====== Entries supplied

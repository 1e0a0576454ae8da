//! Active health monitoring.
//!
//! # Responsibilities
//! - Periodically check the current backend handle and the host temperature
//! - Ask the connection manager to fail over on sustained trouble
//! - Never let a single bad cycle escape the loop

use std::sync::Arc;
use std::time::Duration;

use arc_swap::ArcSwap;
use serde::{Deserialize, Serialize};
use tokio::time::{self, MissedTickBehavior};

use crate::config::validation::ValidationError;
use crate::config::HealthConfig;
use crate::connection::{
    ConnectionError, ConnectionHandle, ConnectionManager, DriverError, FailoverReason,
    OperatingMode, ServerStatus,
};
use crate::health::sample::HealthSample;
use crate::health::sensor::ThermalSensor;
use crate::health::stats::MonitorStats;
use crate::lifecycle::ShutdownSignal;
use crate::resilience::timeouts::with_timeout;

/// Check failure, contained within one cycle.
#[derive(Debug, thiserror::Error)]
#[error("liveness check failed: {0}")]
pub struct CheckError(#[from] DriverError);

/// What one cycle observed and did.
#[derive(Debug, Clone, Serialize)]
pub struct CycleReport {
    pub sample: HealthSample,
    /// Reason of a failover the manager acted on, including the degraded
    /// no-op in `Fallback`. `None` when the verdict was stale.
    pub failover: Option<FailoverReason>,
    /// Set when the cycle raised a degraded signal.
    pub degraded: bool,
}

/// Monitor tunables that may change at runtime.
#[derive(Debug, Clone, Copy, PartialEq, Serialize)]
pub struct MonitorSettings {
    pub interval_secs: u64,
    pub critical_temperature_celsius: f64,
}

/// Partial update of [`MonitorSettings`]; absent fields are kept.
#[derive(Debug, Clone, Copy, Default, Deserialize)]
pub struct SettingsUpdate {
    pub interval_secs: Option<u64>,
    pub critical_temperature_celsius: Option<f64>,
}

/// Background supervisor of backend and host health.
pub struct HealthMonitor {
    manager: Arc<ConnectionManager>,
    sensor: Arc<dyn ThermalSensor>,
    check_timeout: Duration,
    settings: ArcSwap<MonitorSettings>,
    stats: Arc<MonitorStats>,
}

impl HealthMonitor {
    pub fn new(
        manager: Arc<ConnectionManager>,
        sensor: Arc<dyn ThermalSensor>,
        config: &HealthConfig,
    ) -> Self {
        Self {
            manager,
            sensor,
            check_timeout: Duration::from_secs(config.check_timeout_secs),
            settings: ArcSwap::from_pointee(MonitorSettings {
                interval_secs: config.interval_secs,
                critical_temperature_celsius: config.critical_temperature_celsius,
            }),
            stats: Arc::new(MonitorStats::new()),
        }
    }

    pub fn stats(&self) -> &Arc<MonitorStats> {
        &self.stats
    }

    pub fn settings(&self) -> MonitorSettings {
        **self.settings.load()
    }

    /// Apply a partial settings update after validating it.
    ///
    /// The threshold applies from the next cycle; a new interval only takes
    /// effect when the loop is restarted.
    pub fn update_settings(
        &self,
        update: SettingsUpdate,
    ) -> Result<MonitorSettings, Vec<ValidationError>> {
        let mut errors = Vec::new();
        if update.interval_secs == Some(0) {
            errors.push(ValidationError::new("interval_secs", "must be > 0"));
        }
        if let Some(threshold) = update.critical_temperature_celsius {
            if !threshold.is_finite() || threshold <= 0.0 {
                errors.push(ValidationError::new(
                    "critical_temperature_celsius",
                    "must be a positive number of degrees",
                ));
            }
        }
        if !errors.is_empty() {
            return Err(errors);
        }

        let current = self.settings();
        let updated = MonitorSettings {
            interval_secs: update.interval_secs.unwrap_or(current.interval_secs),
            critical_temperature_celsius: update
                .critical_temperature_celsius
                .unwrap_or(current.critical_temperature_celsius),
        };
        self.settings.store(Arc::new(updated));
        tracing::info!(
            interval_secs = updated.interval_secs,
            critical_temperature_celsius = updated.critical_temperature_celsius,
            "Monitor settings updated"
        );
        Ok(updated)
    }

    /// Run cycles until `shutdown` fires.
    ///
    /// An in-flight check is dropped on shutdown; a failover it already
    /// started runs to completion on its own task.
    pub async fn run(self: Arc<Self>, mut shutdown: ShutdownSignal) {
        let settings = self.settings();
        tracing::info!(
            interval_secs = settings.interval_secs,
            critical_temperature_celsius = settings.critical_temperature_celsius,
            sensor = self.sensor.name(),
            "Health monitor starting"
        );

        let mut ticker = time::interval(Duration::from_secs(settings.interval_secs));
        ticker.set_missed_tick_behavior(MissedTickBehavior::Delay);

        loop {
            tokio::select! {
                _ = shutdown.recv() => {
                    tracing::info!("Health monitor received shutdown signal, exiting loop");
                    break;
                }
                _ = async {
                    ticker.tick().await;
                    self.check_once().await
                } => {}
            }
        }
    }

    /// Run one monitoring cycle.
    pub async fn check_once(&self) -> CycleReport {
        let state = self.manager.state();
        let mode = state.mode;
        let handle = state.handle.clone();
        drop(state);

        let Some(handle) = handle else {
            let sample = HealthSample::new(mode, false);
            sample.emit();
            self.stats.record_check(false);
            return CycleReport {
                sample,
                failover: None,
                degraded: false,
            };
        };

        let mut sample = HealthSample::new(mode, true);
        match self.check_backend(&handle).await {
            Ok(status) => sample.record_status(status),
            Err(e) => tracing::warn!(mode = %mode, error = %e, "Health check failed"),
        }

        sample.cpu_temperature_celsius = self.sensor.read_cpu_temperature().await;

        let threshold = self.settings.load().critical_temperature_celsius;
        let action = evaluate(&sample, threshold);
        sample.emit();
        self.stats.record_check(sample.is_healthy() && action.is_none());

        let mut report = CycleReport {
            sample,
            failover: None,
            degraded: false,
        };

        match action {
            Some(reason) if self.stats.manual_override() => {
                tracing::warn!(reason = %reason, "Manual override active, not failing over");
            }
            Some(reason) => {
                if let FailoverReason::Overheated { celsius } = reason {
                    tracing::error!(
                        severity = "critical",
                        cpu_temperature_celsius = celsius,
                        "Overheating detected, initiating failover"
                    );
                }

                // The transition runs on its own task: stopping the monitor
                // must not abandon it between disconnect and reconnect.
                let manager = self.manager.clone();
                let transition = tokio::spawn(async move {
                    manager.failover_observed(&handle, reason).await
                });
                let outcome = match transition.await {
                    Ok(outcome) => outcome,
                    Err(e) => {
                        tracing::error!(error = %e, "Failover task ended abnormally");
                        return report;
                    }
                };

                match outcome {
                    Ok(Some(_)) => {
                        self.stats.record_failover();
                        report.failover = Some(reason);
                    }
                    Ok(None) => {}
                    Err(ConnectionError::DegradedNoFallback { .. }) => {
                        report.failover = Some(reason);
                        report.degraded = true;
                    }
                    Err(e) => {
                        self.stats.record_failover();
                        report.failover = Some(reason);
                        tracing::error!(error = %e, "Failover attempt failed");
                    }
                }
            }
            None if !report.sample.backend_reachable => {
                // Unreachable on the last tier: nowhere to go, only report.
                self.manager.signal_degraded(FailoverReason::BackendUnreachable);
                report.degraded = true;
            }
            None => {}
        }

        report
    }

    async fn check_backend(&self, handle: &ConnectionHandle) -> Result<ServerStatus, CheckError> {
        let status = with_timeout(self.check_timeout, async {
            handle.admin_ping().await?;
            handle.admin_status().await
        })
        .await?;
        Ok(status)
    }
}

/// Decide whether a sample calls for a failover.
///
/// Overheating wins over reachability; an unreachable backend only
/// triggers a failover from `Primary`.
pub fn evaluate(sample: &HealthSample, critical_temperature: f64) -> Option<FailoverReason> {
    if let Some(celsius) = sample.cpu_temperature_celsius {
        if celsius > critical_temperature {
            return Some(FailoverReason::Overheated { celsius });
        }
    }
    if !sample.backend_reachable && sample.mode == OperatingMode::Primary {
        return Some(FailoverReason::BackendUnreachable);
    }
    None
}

============

[Aim of the exercise]:
Look through the records above for the string "match", then copy every line that has it.

[Task solution]:
        match self.check_backend(&handle).await {
        match action {
                let outcome = match transition.await {
                match outcome {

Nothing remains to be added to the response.